“Kraaakkk…!” Meja kaca di ruang tamu itu pecah, kaki Ima dan Lila berdarah-darah. Tetangga kami tidak marah, mereka justru mengantar Mama membawa dua adikku ke rumah sakit terdekat.
“Mbak Hanna janji, nggak akan membiarkan kucing melukai kalian lagi,” kataku, sambil menunggui Ima dan Lila dirawat kakinya oleh dokter. Sejak kejadian itu, sebagai anak sulung, aku selalu berhati-hati. Walaupun aku suka kucing dan pernah ingin memelihara satu ekor di rumah, namun aku mengalah. Aku tidak mau dua adikku terluka lagi gara-gara kucing.
Di sebuah pagi, saat menunggu Papa mengeluarkan mobil dari garasi untuk mengantar kami ke sekolah, aku melihat seekor bayi kucing berbulu hitam tertidur di depan pagar rumah.
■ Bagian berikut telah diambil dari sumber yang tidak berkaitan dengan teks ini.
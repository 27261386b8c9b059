/// Application configuration
///
/// Loaded once at startup and read-only afterwards. Sources, in order:
/// - Built-in defaults
/// - `config.json` in the user's config directory:
///   - Linux: ~/.config/vmware-index/config.json
///   - macOS: ~/Library/Application Support/vmware-index/config.json
///   - Windows: %APPDATA%\vmware-index\config.json
/// - `VMWARE_INDEX_API_BASE` environment variable

use log::{info, warn};
use once_cell::sync::OnceCell;
use serde::Deserialize;
use std::path::{Path, PathBuf};
use std::time::Duration;
use url::Url;

use crate::error::ConfigError;

/// Environment variable overriding the API base URL
pub const API_BASE_ENV: &str = "VMWARE_INDEX_API_BASE";

const DEFAULT_API_BASE: &str = "http://localhost:3000/";
const DEFAULT_TIMEOUT_SECS: u64 = 30;

static CONFIG: OnceCell<AppConfig> = OnceCell::new();

#[derive(Debug, Clone, PartialEq, Eq, Deserialize)]
#[serde(default)]
pub struct AppConfig {
    /// Origin serving `/api/getProductVersions` and `/api/download-details`
    pub api_base: String,
    pub request_timeout_secs: u64,
}

impl Default for AppConfig {
    fn default() -> Self {
        Self {
            api_base: DEFAULT_API_BASE.to_string(),
            request_timeout_secs: DEFAULT_TIMEOUT_SECS,
        }
    }
}

impl AppConfig {
    /// Parse from a JSON config document; missing fields keep their defaults
    pub fn from_json(json: &str) -> Result<Self, ConfigError> {
        Ok(serde_json::from_str(json)?)
    }

    /// Read the config file at `path`, or defaults if it does not exist
    pub fn from_file(path: &Path) -> Result<Self, ConfigError> {
        if !path.exists() {
            return Ok(Self::default());
        }
        let json = std::fs::read_to_string(path)?;
        Self::from_json(&json)
    }

    /// API base as a URL, always ending in `/`
    pub fn api_base_url(&self) -> Result<Url, ConfigError> {
        let mut base = self.api_base.trim().to_string();
        if !base.ends_with('/') {
            base.push('/');
        }
        Url::parse(&base).map_err(|source| ConfigError::InvalidApiBase {
            url: self.api_base.clone(),
            source,
        })
    }

    pub fn request_timeout(&self) -> Duration {
        Duration::from_secs(self.request_timeout_secs)
    }
}

/// Path of the config file, if a config directory can be determined
pub fn config_path() -> Option<PathBuf> {
    let mut path = dirs::config_dir()?;
    path.push("vmware-index");
    path.push("config.json");
    Some(path)
}

fn load() -> Result<AppConfig, ConfigError> {
    let mut config = match config_path() {
        Some(path) => AppConfig::from_file(&path)?,
        None => AppConfig::default(),
    };

    if let Ok(base) = std::env::var(API_BASE_ENV) {
        if !base.trim().is_empty() {
            config.api_base = base;
        }
    }

    // Reject an unusable base now rather than on the first request
    config.api_base_url()?;
    Ok(config)
}

/// Process-wide configuration, loaded on first access.
///
/// A broken config file or base URL is logged and replaced by defaults.
pub fn get() -> &'static AppConfig {
    CONFIG.get_or_init(|| match load() {
        Ok(config) => {
            info!("⚙️  Using API at {}", config.api_base);
            config
        }
        Err(e) => {
            warn!("{} - falling back to defaults", e);
            AppConfig::default()
        }
    })
}

#[cfg(test)]
mod tests {
    use super::*;

    #[test]
    fn test_partial_json_keeps_defaults() {
        let config = AppConfig::from_json(r#"{"api_base": "https://vmw.example.org"}"#).unwrap();
        assert_eq!(config.api_base, "https://vmw.example.org");
        assert_eq!(config.request_timeout_secs, DEFAULT_TIMEOUT_SECS);
    }

    #[test]
    fn test_invalid_json() {
        assert!(matches!(
            AppConfig::from_json("{not json"),
            Err(ConfigError::Json(_))
        ));
    }

    #[test]
    fn test_api_base_gets_trailing_slash() {
        let config = AppConfig {
            api_base: "https://vmw.example.org/index".to_string(),
            ..AppConfig::default()
        };
        assert_eq!(
            config.api_base_url().unwrap().as_str(),
            "https://vmw.example.org/index/"
        );
    }

    #[test]
    fn test_invalid_api_base() {
        let config = AppConfig {
            api_base: "not a url".to_string(),
            ..AppConfig::default()
        };
        assert!(matches!(
            config.api_base_url(),
            Err(ConfigError::InvalidApiBase { .. })
        ));
    }

    #[test]
    fn test_missing_file_gives_defaults() {
        let config = AppConfig::from_file(Path::new("/nonexistent/vmware-index/config.json")).unwrap();
        assert_eq!(config, AppConfig::default());
    }
}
Ia terlindung oleh perdu mawar yang ditanam Mama untuk menghiasi pagar depan. Tubuhnya yang mungil tampak kedinginan. Diam-diam, aku keluarkan sedikit kue dari kotak makan siang, pelan-pelan kutaruh di samping si kucing hitam.
“Hanna. Ayo! Nanti kesiangan,” suara Papa bernada tinggi. Si hitam mungil jadi terbangun. Dengan susah payah ia mencoba bangkit, namun tak jadi berlari ketika dilihatnya ada sepotong roti di dekatnya. Matanya bergantian memandangiku dan roti itu. Kemudian potongan roti itu dijilatinya.
“Mbak Hannaaa…!” Dari dalam mobil Ima berteriak. “Mbak Hanna kok ngasih makan kucing, sih? Ntar dia jadi sering dateng ke rumah,” protes Ima.
“Iya, tuh, Pa….” Si bungsu Lila cemberut, mengadu ke Papa.
“Tidak apa-apa. Kalau pintu selalu ditutup, kucing tidak akan bisa masuk ke rumah. Mbak Hanna pasti juga akan menjaga kalian. Selalu begitu, kan? Tidak apa-apa.” Dengan suaranya yang merdu Papa menenangkan adik-adikku.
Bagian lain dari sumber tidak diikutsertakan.